Use of High-Flow Nasal Cannula Oxygen Therapy to Prevent Desaturation During Tracheal Intubation of Intensive Care Patients With Mild-to-Moderate Hypoxemia*

Summary by Robbert Webber, MD 10.11.23
https://pubmed.ncbi.nlm.nih.gov/25479117/

Clinical Hypothesis: Compare pre- and per-procedure oxygenation with either a nonrebreathing bag reservoir facemask or a high-flow nasal cannula oxygen during tracheal intubation of ICU patients.

Take Home Message: 

  • High flow nasal cannula (HFNC) significantly improved SpO2 while preventing hypoxemia during ICU intubation compared to non-rebreather mask (NRM),

  

Summary:

 

Background:  Tracheal intubation in the ICU is associated with increased morbidity and (in some cases) mortality with 1 in 3 intubations associated with at least 1 severe complication, most often severe hypoxemia. Previous efforts to improve preoxygenation through conventional facemask oxygenation/ventilation were found to only be marginally effective. Non-invasive ventilation (NIV), either through positive-pressure ventilation or non-rebreather mask (NRM), has been shown to reduce the prevalence and magnitude of desaturation during intubation by enhancing preoxygenation, however, this process is normally interrupted during intubation by laryngoscopy leading to potential hypoxemic events. This study determined if HFNC can improve oxygenation and reduce severe hypoxemia during intubation compared to NRM.

 

Study Design: Prospective quasi-experimental before/after

 

Methods: 

Inclusion criteria: Adult patients admitted to the ICU and requiring endotracheal intubation.

 

Exclusion criteria: Age under 18, intubation for cardiac arrest, severe hypoxemia (SpO2 <95% on NRM of 15 L/min), pts currently on HFNC or NIV, or patients requiring awake fiber optic intubation.

  

Primary outcome: Lowest SpO2 value observed in each patient

Secondary outcome: Median SpO2 after preoxygenation, during intubation, after intubation, and prevalence of life-threatening hypoxia (defined as SpO2 <80%) during procedure. Additionally, prevalence of serious adverse events (cardiac arrest, sustained arrhythmia, and hemodynamic instability) were also recorded.

 

Results: The initial SpO2 was 100% in both groups (NRM vs HFNC). There was a greater incidence of hypoxemia in NRM group (median 94% SpO2 vs 100% SpO2, p=0.0001) along with severe hypoxemia (SpO2 <80%) in the NRM group (14% vs 2%, p=0.03). In multivariate analysis, HFNC was an independent protective factor in the occurrence of severe hypoxemia (OR 0.14, 95% CI, p=0.037).

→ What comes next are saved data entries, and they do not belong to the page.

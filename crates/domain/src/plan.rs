//! # 削除計画（Deletion Plan）
//!
//! 削除対象レコードを依存関係順に並べた列。
//! 探索時に一度だけ組み立てられ、以後は変更されない。
//! 実行時は `deleted_so_far` をオフセットとして論理的に消費する。

use serde::{Deserialize, Serialize};

use crate::{DomainError, hierarchy::TableName, value_objects::ChunkSize};

/// レコード ID（文字列表現）
#[derive(
    Debug, Clone, PartialEq, Eq, Hash, PartialOrd, Ord, Serialize, Deserialize, derive_more::Display,
)]
#[serde(try_from = "String", into = "String")]
#[display("{_0}")]
pub struct RecordId(String);

impl RecordId {
    pub fn new(value: impl Into<String>) -> Result<Self, DomainError> {
        let value = value.into();
        if value.trim().is_empty() {
            return Err(DomainError::Validation("レコード ID は必須です".to_string()));
        }
        Ok(Self(value))
    }

    pub fn as_str(&self) -> &str {
        &self.0
    }
}

impl TryFrom<String> for RecordId {
    type Error = DomainError;

    fn try_from(value: String) -> Result<Self, Self::Error> {
        Self::new(value)
    }
}

impl From<RecordId> for String {
    fn from(value: RecordId) -> Self {
        value.0
    }
}

/// 削除対象の 1 レコード
#[derive(Debug, Clone, PartialEq, Eq, Hash, Serialize, Deserialize, derive_more::Display)]
#[display("{table}({id})")]
pub struct PlanEntry {
    pub table: TableName,
    pub id:    RecordId,
}

impl PlanEntry {
    pub fn new(table: TableName, id: RecordId) -> Self {
        Self { table, id }
    }
}

/// 削除計画
///
/// # 不変条件
///
/// - 空ではない（最低でもルート 1 件を含む）
/// - 子レコードは必ず親レコードより前に並ぶ
/// - 最後の要素はルート
#[derive(Debug, Clone, PartialEq, Eq, Serialize, Deserialize)]
#[serde(try_from = "Vec<PlanEntry>", into = "Vec<PlanEntry>")]
pub struct DeletionPlan(Vec<PlanEntry>);

impl DeletionPlan {
    /// 探索の訪問順（親が先）を反転して計画を作る
    ///
    /// 幅優先探索は親を子より先に訪問するため、反転すれば子が親より前に並ぶ。
    pub fn from_visitation_order(mut visited: Vec<PlanEntry>) -> Result<Self, DomainError> {
        visited.reverse();
        Self::try_from(visited)
    }

    pub fn len(&self) -> usize {
        self.0.len()
    }

    pub fn is_empty(&self) -> bool {
        self.0.is_empty()
    }

    pub fn entries(&self) -> &[PlanEntry] {
        &self.0
    }

    /// 計画の最後に置かれたルート
    pub fn root(&self) -> Option<&PlanEntry> {
        self.0.last()
    }

    /// `offset` から最大 `chunk_size` 件を返す
    ///
    /// `offset` が計画の長さ以上の場合は空スライスを返す。
    pub fn chunk(&self, offset: usize, chunk_size: ChunkSize) -> &[PlanEntry] {
        let start = offset.min(self.0.len());
        let end = start.saturating_add(chunk_size.as_usize()).min(self.0.len());
        &self.0[start..end]
    }
}

impl TryFrom<Vec<PlanEntry>> for DeletionPlan {
    type Error = DomainError;

    fn try_from(entries: Vec<PlanEntry>) -> Result<Self, Self::Error> {
        if entries.is_empty() {
            return Err(DomainError::Validation(
                "削除計画にはルートが含まれている必要があります".to_string(),
            ));
        }
        Ok(Self(entries))
    }
}

impl From<DeletionPlan> for Vec<PlanEntry> {
    fn from(plan: DeletionPlan) -> Self {
        plan.0
    }
}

Discussion: Life-threatening hypoxemia is the most frequently reported complication of intubation in the ICU despite preoxygenation. There are numerous reasons for this: cardiopulmonary underlying disease, anemia, low-cardiac output, hypermetabolic states, V/Q mismatch, obesity, pain, difficult intubation, etc. Therefore, improving preoxygenation is critical in reducing morbidity or urgent tracheal intubation in the ICU. While NIV (mainly positive-pressure ventilation) has proven to reduce hypoxemic events, it has inherent limitations such as: acceptance and cooperation of the patient along with subsequent removal during laryngoscopy. On the other hand, HFNC does not require the patient’s cooperation and it has the ability to deliver a high FiO2 along with a certain amount of positive pressure all of which contribute to “apneic oxygenation” during laryngoscopy, thereby reducing hypoxemic events during intubation. The limitations of this study include not being a true randomized control trial (which was not pursued due to ethical reasons), the inspired/expired O2 concentration was not measured (mainly due to not finding a device able to adapt satisfactorily to HFNC), and the clinical significance of the SpO2 measurements along with the standard deviation of the pulse ox (which was ± 2%, which was why a more significant outcome measurement (<80% SpO2) was chosen). The strengths of this study include the trial conducted in an actual ICU with ICU patients, the number of patients in the trial, and the exclusion of the sickest patients in the ICU (to which one would assume HFNC would benefit the most). 

Conclusion: Use of HFNC for preoxygenation during ICU intubation significantly reduced the prevalence of severe hypoxemia compared to NRM.